Are Your Windows Energy Efficient?

When you’re choosing new or replacement windows, it’s always good to look for the Energy Star label.  But the information on each window’s NFRC label allows you to delve deeper and find the best match for your particular needs.

Hundreds of window, door and component manufacturers belong to the National Fenestration Ratings Council and submit their products to be rated for energy efficiency.  The NFRC’s distinctive label on each of its members’ windows rates several categories – different features may be more important in your particular situation, but in general all the ratings measure how well the window keeps the inside in and the outside out.

The U-Rating measures how well the window keeps heat from escaping – an especially big issue in the winter when you want to keep that expensive heat indoors.  The lower the number (on a range between 0.20 and 1.20), the less heat escapes.

The Solar Heat Gain Coefficient measures how much heat the window lets in with the light – particularly of interest in those southwest-facing windows, perhaps.  When you want to keep the A/C bills low, look for windows with a low solar heat gain coefficient.
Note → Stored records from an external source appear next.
use std::time::Duration;

use failure::Fail;

use crate::fuse::FuseKind;

use super::{
	AckPolicy,
	Hardware,
	LowLevel,
	Poll,
};

// SDI / SII payloads from the "Write Fuse Low/High/Extended Bits" tables
mod consts {
	// instruction 1: load command "Write Fuse bits"
	pub const WRITE_FUSE_COMMAND: u8 = 0b0100_0000;
	pub const LOAD_COMMAND: u8 = 0b0100_1100;

	// instruction 2: load data low byte
	pub const LOAD_DATA_LOW_BYTE: u8 = 0b0010_1100;

	// instruction 3: select fuse byte, instruction 4: write strobe
	pub const LOW_FUSE_SELECT: u8 = 0b0110_0100;
	pub const LOW_FUSE_STROBE: u8 = 0b0110_1100;
	pub const HIGH_FUSE_SELECT: u8 = 0b0111_0100;
	pub const HIGH_FUSE_STROBE: u8 = 0b0111_1100;
	pub const EXTENDED_FUSE_SELECT: u8 = 0b0110_0110;
	pub const EXTENDED_FUSE_STROBE: u8 = 0b0110_1110;
}

pub use self::consts::{
	LOAD_COMMAND,
	LOAD_DATA_LOW_BYTE,
	WRITE_FUSE_COMMAND,
};

use self::consts::*;

/// One fuse byte to write, and the instruction frames needed for it.
#[derive(Clone, Copy, PartialEq, Eq, PartialOrd, Ord, Hash, Debug)]
pub struct FuseWrite {
	pub kind: FuseKind,
	pub value: u8,
}

impl FuseWrite {
	pub fn new(kind: FuseKind, value: u8) -> Self {
		FuseWrite { kind, value }
	}

	pub fn select_instruction(&self) -> u8 {
		match self.kind {
			FuseKind::Low => LOW_FUSE_SELECT,
			FuseKind::High => HIGH_FUSE_SELECT,
			FuseKind::Extended => EXTENDED_FUSE_SELECT,
		}
	}

	pub fn strobe_instruction(&self) -> u8 {
		match self.kind {
			FuseKind::Low => LOW_FUSE_STROBE,
			FuseKind::High => HIGH_FUSE_STROBE,
			FuseKind::Extended => EXTENDED_FUSE_STROBE,
		}
	}

	/// (SDI, SII) pairs in transmission order
	pub fn frames(&self) -> [(u8, u8); 4] {
		[
			(WRITE_FUSE_COMMAND, LOAD_COMMAND),
			(self.value, LOAD_DATA_LOW_BYTE),
			(0x00, self.select_instruction()),
			(0x00, self.strobe_instruction()),
		]
	}
}

/// The target didn't raise SDO after a fuse write strobe in time.
#[derive(Clone, Copy, PartialEq, Eq, Debug, Fail)]
#[fail(display = "{} fuse write not acknowledged within {:?} ({} polls)", fuse, timeout, polls)]
pub struct AckTimeout {
	pub fuse: FuseKind,
	pub timeout: Duration,
	pub polls: usize,
}

pub trait FuseOperations: LowLevel {
	/// Send the four instruction frames writing `fuse`, then wait for the
	/// target to acknowledge the write.
	///
	/// Returns the number of SDO samples it took until the target was ready.
	fn write_fuse(&mut self, fuse: FuseWrite, policy: AckPolicy) -> crate::AResult<usize> {
		debug!("Writing {} fuse: 0x{:02x}", fuse.kind, fuse.value);
		for &(data, instruction) in fuse.frames().iter() {
			self.transfer(data, instruction)?;
		}

		match self.wait_for_ready(policy)? {
			Poll::Ready { polls } => {
				debug!("{} fuse write acknowledged after {} polls", fuse.kind, polls);
				Ok(polls)
			},
			Poll::TimedOut { polls } => {
				let timeout = match policy {
					AckPolicy::Timeout(timeout) => timeout,
					AckPolicy::Forever => unreachable!(),
				};
				Err(AckTimeout {
					fuse: fuse.kind,
					timeout,
					polls,
				}.into())
			},
		}
	}
}

impl<H: Hardware+?Sized> FuseOperations for H {
}

#[cfg(test)]
mod test {
	use std::time::Duration;

	use super::*;
	use crate::sim::{
		Activity,
		SimulatedTarget,
	};

	fn check_fuse_write(kind: FuseKind, value: u8, expected: [(u8, u8); 4]) {
		let mut target = SimulatedTarget::programming().with_busy_polls(2);
		let polls = target.write_fuse(FuseWrite::new(kind, value), AckPolicy::Forever).unwrap();
		assert_eq!(polls, 3);
		assert_eq!(target.fuse(kind), Some(value));
		assert_eq!(target.committed(), &[kind][..]);

		assert_eq!(target.transfers(), &expected[..], "{} fuse frames", kind);

		// exactly four transfers, then only SDO samples
		let activity = target.activity();
		assert_eq!(activity.len(), 7);
		for (a, &(data, instruction)) in activity[..4].iter().zip(expected.iter()) {
			assert_eq!(*a, Activity::Transfer { data, instruction });
		}
		assert_eq!(&activity[4..], &[Activity::Poll(false), Activity::Poll(false), Activity::Poll(true)][..]);
	}

	#[test]
	fn write_low_fuse() {
		check_fuse_write(FuseKind::Low, 0x62, [(0x40, 0x4c), (0x62, 0x2c), (0x00, 0x64), (0x00, 0x6c)]);
	}

	#[test]
	fn write_high_fuse() {
		check_fuse_write(FuseKind::High, 0xdf, [(0x40, 0x4c), (0xdf, 0x2c), (0x00, 0x74), (0x00, 0x7c)]);
	}

	#[test]
	fn write_extended_fuse() {
		check_fuse_write(FuseKind::Extended, 0xff, [(0x40, 0x4c), (0xff, 0x2c), (0x00, 0x66), (0x00, 0x6e)]);
	}

	#[test]
	fn fuse_value_only_in_load_data_frame() {
		for &kind in FuseKind::ALL.iter() {
			let a = FuseWrite::new(kind, 0x00).frames();
			let b = FuseWrite::new(kind, 0xa5).frames();
			assert_eq!(a[0], b[0]);
			assert_eq!(a[2], b[2]);
			assert_eq!(a[3], b[3]);
			assert_eq!(b[1], (0xa5, LOAD_DATA_LOW_BYTE));
		}
	}

	#[test]
	fn missing_ack_is_a_timeout_error() {
		let mut target = SimulatedTarget::programming().never_acknowledge();
		let timeout = Duration::from_millis(5);
		let err = target.write_fuse(FuseWrite::new(FuseKind::High, 0xdf), AckPolicy::Timeout(timeout)).unwrap_err();
		let ack = err.downcast_ref::<AckTimeout>().expect("AckTimeout error");
		assert_eq!(ack.fuse, FuseKind::High);
		assert_eq!(ack.timeout, timeout);
		assert!(ack.polls >= 1);
		// all four frames were sent before giving up
		assert_eq!(target.transfers().len(), 4);
	}
}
Visible Transmittance measures (on a scale of 0-1) how much light the window allows to pass through; the higher the number, the more light is transmitted.

Air Leakage looks at one of the biggest culprits in a home’s unwanted gains and losses of heat: flow of air through less-than-perfect seals and other joints on the windows.  The lower a window’s AL number, the less air it lets through.

Consult with your local window contractors about which features are most important to your project and learn more about energy star windows.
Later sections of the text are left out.